We may be interested in enhancing the separation between groups with particularly low and high yields. A quick method to achieve this is by adjusting the opacity of the groups we are less interested in, and then initializing a local tour to search for projections that better separate the highlighted groups.
In the final frame, we observe that the separation between the extreme groups has improved slightly. Once we identify an interesting frame, we can save it by pressing “Save projections and subsets.” This allows us to continue our analysis later. To reload the saved data, we can use the GUI by pressing “Load projections and subsets” and selecting the appropriate folder, or we can load it programmatically using the function load_interactive_tour().
A more elegant way of doing this would be to define only three yield bins and run another guided tour.

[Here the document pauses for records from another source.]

//! 에러 타입 — 도메인별 에러 정의

/// certconform 최상위 에러 타입
#[derive(Debug, thiserror::Error)]
pub enum CertconformError {
    /// 설정 관련 에러
    #[error("config error: {0}")]
    Config(#[from] ConfigError),

    /// 리소스 클라이언트 에러
    #[error("client error: {0}")]
    Client(#[from] ClientError),

    /// 적합성 검증 실패 (suite 크레이트에서 변환됨)
    #[error("conformance error: {0}")]
    Conformance(String),

    /// I/O 에러
    #[error("io error: {0}")]
    Io(#[from] std::io::Error),
}

/// 설정 관련 에러
#[derive(Debug, thiserror::Error)]
pub enum ConfigError {
    /// 설정 파일을 찾을 수 없음
    #[error("config file not found: {path}")]
    FileNotFound { path: String },

    /// 설정 파싱 실패
    #[error("failed to parse config: {reason}")]
    ParseFailed { reason: String },

    /// 유효하지 않은 설정 값
    #[error("invalid config value for '{field}': {reason}")]
    InvalidValue { field: String, reason: String },
}

/// 리소스 클라이언트 에러
///
/// 테스트 대상 백엔드와 통신하는 CRUD 클라이언트가 반환합니다.
#[derive(Debug, Clone, PartialEq, Eq, thiserror::Error)]
pub enum ClientError {
    /// 리소스가 존재하지 않음
    #[error("{kind} '{name}' not found")]
    NotFound { kind: String, name: String },

    /// 낙관적 동시성 충돌 (resource version 불일치)
    #[error("conflict updating {kind} '{name}': {reason}")]
    Conflict {
        kind: String,
        name: String,
        reason: String,
    },

    /// 동일한 이름의 리소스가 이미 존재함
    #[error("{kind} '{name}' already exists")]
    AlreadyExists { kind: String, name: String },

    /// 백엔드가 요청을 거부함
    #[error("request rejected: {0}")]
    Rejected(String),

    /// 전송 계층 에러 (일시적일 수 있음)
    #[error("transport error: {0}")]
    Transport(String),

    /// 기대한 것과 다른 종류의 리소스가 반환됨
    #[error("expected {expected}, got {actual}")]
    UnexpectedKind { expected: String, actual: String },
}

impl ClientError {
    /// 재시도하면 성공할 수 있는 읽기 에러인지 판단합니다.
    ///
    /// 최종 일관성 때문에 방금 생성된 리소스가 잠시 보이지 않을 수 있으므로
    /// `NotFound`도 일시적 에러로 취급합니다.
    pub fn is_transient(&self) -> bool {
        matches!(self, Self::Transport(_) | Self::NotFound { .. })
    }

    /// 낙관적 동시성 충돌인지 확인합니다.
    pub fn is_conflict(&self) -> bool {
        matches!(self, Self::Conflict { .. })
    }
}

intervals <- seq(min_yield, max_yield, length.out = 4)
new_yield_labels <- paste0("Yield ", head(intervals, -1), "-", tail(intervals, -1))
new_min_yield <- min(data$Yield, na.rm = TRUE)
new_max_yield <- max(data$Yield, na.rm = TRUE)
new_intervals <- seq(new_min_yield, new_max_yield, length.out = 4)
new_yield_values <- findInterval(data$Yield, new_intervals, rightmost.closed = TRUE)
grand_tour_history_1d <- save_history(data_rf_sel,
tour_path = guided_tour(lda_pp(new_yield_values),d=1))
lda_tour_history_2d <- save_history(data_rf_sel,
tour_path = guided_tour(lda_pp(new_yield_values),d=2))
half_range <- max(sqrt(rowSums(data_rf_sel^2)))
feature_names <- colnames(data_rf_sel)
obj1 <- list(type="1d_tour", obj=grand_tour_history_1d)
obj2 <- list(type="2d_tour", obj=lda_tour_history_2d)
interactive_tour(data=data_rf_sel,
plot_objects=list(obj1,obj2),
feature_names=feature_names,
half_range=half_range/2,
n_plot_cols=2,
preselection=new_yield_values,
preselection_names=new_yield_labels,
n_subsets=3,
display_size=8,
color_scale = "plasma")
We can see that this results in an even better separation. Again, we can run a local tour to see if we can further improve separation or observe another interesting angle. In case we still wouldn’t be happy with the projections, we could run another guided tour - LDA from within the interface (not shown here).
Conclusion
The shown analysis highlights how the lionfish package can be used to gain a quick overview on a complex dataset. We could identify what parameters had an influence on the process yield and whether the influence was positive or negative. Additionally, it was showcased how structures within the data can quickly be found with the interactive displays.